FIG. 2(a) shows a method of joining inside a core with wide steel plates, and FIG. 2(a) shows a method of joining at a surface layer of the core.

As shown in Figure 2(a), the planar joint structure inside the core, indicated by section 0 in Figure 1, has a one-piece yoke 2a with a V-shaped notch, and is joined to the leg iron 1 at approximately 45 degrees. In contrast, in the surface layer of the horse in Figure 1, the yoke is divided into two parts 2b and 2C at an angle of approximately 45°, as shown in Figure 2), and the surface layer of the iron core is relatively The area where the steel plates butt at the same time increases.

In this configuration, so that the joint between the leg iron 1 and the yoke 2 can take full advantage of the orientation of the iron core in all parts of the iron core, the
The yoke is divided at the surface layer of the core where the magnetic path length is relatively short, and the range of butt of the iron plates is increased, so the magnetic resistance at the surface layer of the core increases. increases, and the conventional problem of shortening the magnetic path length and increasing magnetic flux density in the surface layer of the iron core can be solved.

Moreover, in order to alleviate the concentration of magnetic flux density in the surface layer of the conventional iron core, it is not necessary to use materials with poor iron loss characteristics such as materials with low magnetic permeability or thick materials.
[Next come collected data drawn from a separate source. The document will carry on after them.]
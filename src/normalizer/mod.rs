//! Stage 2 – semantic validation and derived constants.
//!
//! Takes the raw `CostModel` apart, checks every rule, folds the op list
//! into a deterministically ordered map and derives the one-bit register
//! baseline the renderer bakes into the generated lookup. Pure function of
//! its input; nothing here touches the outside world.

use std::collections::BTreeMap;

use thiserror::Error;

use crate::model::{CostModel, EstimationRule};

/// Operation kind whose rule defines the one-bit storage baseline.
pub const ONE_BIT_REGISTER_OP: &str = "kRegister";

/// The model is structurally valid JSON but semantically unusable.
#[derive(Debug, Error, PartialEq)]
pub enum ModelValidationError {
    #[error("model defines no op rules")]
    Empty,
    #[error("model metric is `{0}`, expected `area`")]
    WrongMetric(String),
    #[error("duplicate rule for op `{0}`")]
    DuplicateOp(String),
    #[error("linear rule for `{0}` has no coefficients")]
    NoCoefficients(String),
    #[error("table rule for `{0}` has no sample points")]
    EmptyTable(String),
    #[error("table rule for `{0}` has non-increasing sample keys")]
    UnsortedTable(String),
    #[error("`{0}` aliases unknown op `{1}`")]
    DanglingAlias(String, String),
    #[error("`{0}` aliases `{1}`, which is itself an alias")]
    AliasChain(String, String),
    #[error("model defines no `{ONE_BIT_REGISTER_OP}` rule, cannot derive the one-bit register baseline")]
    MissingBaseline,
}

/// Scalars derived from the model, handed read-only to the renderer.
#[derive(Debug, Clone, Copy, PartialEq)]
pub struct DerivedConstants {
    pub one_bit_register_area: f64,
}

/// A validated model: rules keyed by op in deterministic order, plus the
/// derived constants. This is the only shape the renderer accepts.
#[derive(Debug)]
pub struct NormalizedModel {
    pub ops: BTreeMap<String, EstimationRule>,
    pub constants: DerivedConstants,
}

impl NormalizedModel {
    /// Evaluate an op's rule for the given operand widths, resolving
    /// aliases through the op map.
    pub fn estimate(&self, op: &str, widths: &[u64]) -> Option<f64> {
        match self.ops.get(op)? {
            EstimationRule::Alias(alias) => self.ops.get(&alias.like)?.estimate(widths),
            rule => rule.estimate(widths),
        }
    }
}

/// Runs every validation pass and returns the read-only normalized model.
pub fn run(model: CostModel) -> Result<NormalizedModel, ModelValidationError> {
    if model.metric != "area" {
        return Err(ModelValidationError::WrongMetric(model.metric));
    }
    if model.op_models.is_empty() {
        return Err(ModelValidationError::Empty);
    }

    let mut ops = BTreeMap::new();
    for op_model in model.op_models {
        check_rule(&op_model.op, &op_model.estimator)?;
        if ops.insert(op_model.op.clone(), op_model.estimator).is_some() {
            return Err(ModelValidationError::DuplicateOp(op_model.op));
        }
    }

    // Alias targets can only be checked once the whole map exists.
    for (op, rule) in &ops {
        if let EstimationRule::Alias(alias) = rule {
            match ops.get(&alias.like) {
                None => {
                    return Err(ModelValidationError::DanglingAlias(
                        op.clone(),
                        alias.like.clone(),
                    ));
                }
                Some(EstimationRule::Alias(_)) => {
                    return Err(ModelValidationError::AliasChain(
                        op.clone(),
                        alias.like.clone(),
                    ));
                }
                Some(_) => {}
            }
        }
    }

    let constants = DerivedConstants {
        one_bit_register_area: one_bit_register_area(&ops)?,
    };

    Ok(NormalizedModel { ops, constants })
}

/// Per-rule checks that need no other rule to decide.
fn check_rule(op: &str, rule: &EstimationRule) -> Result<(), ModelValidationError> {
    match rule {
        EstimationRule::Fixed(_) => Ok(()),
        EstimationRule::Linear(linear) => {
            if linear.coefficients.is_empty() {
                return Err(ModelValidationError::NoCoefficients(op.to_string()));
            }
            Ok(())
        }
        EstimationRule::Table(table) => {
            if table.points.is_empty() {
                return Err(ModelValidationError::EmptyTable(op.to_string()));
            }
            // strict `<` also rejects duplicate keys
            if !table.points.windows(2).all(|pair| pair[0].0 < pair[1].0) {
                return Err(ModelValidationError::UnsortedTable(op.to_string()));
            }
            Ok(())
        }
        EstimationRule::Alias(_) => Ok(()),
    }
}

/// Locate the canonical one-bit storage rule and evaluate it at width 1.
fn one_bit_register_area(
    ops: &BTreeMap<String, EstimationRule>,
) -> Result<f64, ModelValidationError> {
    let mut rule = ops
        .get(ONE_BIT_REGISTER_OP)
        .ok_or(ModelValidationError::MissingBaseline)?;
    if let EstimationRule::Alias(alias) = rule {
        rule = ops.get(&alias.like).ok_or_else(|| {
            ModelValidationError::DanglingAlias(ONE_BIT_REGISTER_OP.to_string(), alias.like.clone())
        })?;
    }
    let area = match rule {
        EstimationRule::Fixed(fixed) => Some(fixed.area),
        // "width 1" for a multi-operand formula means every operand is 1 bit
        EstimationRule::Linear(linear) => rule.estimate(&vec![1u64; linear.coefficients.len()]),
        EstimationRule::Table(_) => rule.estimate(&[1]),
        EstimationRule::Alias(alias) => {
            return Err(ModelValidationError::AliasChain(
                ONE_BIT_REGISTER_OP.to_string(),
                alias.like.clone(),
            ));
        }
    };
    area.ok_or(ModelValidationError::MissingBaseline)
}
Various properties such as core loss, exciting current, and noise can be significantly improved.

There is a concern about the difference in magnetic properties between the joining method shown in Figure 2 (a) applied inside the core and the joining method shown in Figure 2 (in Figure 2) applied to the surface layer of the core, but the inventors' experiments According to
~40 inches larger, without increasing iron loss,
It is effective in that it can increase the magnetic resistance of the surface layer of the iron core and make the magnetic flux density uniform.

FIG. 3 shows another embodiment of the present invention, showing the same parts as FIG. ) are shown respectively. In this configuration, the yoke on the surface layer shown in (b) is 45 degrees and 9 degrees.
Although it has a 0' end face and is divided, this division only works to increase the magnetic resistance of the surface layer and does not impair the iron loss characteristics. It is no different from what was stated above.

In addition, in the above-mentioned embodiment, if the range of the surface layer of the core where the yoke is divided is t on both sides as shown in Fig. 1, then from the viewpoint of the performance of the core, this t is equal to the total width of the core in the stacking direction. It is desirable to set it to about 5 to 15%.

[Brief explanation of drawings]

FIG. 1 is a sectional view of a leg iron and a yoke showing an embodiment of the present invention;
FIG. 2 is a plan view showing the joining method at each part of the core of the present invention;
Fig. 3 is a plan view showing the joining method of each part of the core showing another embodiment of the present invention, Fig. 4 is a front view of the core of an inner iron type three-phase transformer, and Figs. 5 and 6 are the conventional D They are a cross-sectional view and a plan view, respectively, showing problems with a transformer core having a yoke with a shaped cross section. 1... Leg iron, 2+ 2a, 2b, 2 (+++ yoke.

Claims (1)

[Scope of Claims] 1. In a transformer core comprising a combination of a leg iron part and a yoke part that is convex outward from the core, an integral yoke that is not divided near the center in the stacking direction of the core, and . A transformer core, characterized in that a plurality of longitudinally divided yokes are laminated and combined together in the vicinity of the surface layer of the core.